DESCRIPTION OF THE TASK: Your response should be every line from the entries that includes the string "transfer".

PROVIDED INFORMATION:
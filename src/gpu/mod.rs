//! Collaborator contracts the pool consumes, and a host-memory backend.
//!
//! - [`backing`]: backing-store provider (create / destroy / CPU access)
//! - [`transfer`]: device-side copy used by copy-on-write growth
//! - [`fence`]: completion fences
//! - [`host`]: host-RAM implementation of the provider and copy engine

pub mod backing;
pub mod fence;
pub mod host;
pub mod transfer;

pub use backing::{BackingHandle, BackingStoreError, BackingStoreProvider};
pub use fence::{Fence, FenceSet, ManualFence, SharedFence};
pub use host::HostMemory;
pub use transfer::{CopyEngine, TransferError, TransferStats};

TASK RESULT:
//! - [`transfer`]: device-side copy used by copy-on-write growth
pub mod transfer;
pub use transfer::{CopyEngine, TransferError, TransferStats};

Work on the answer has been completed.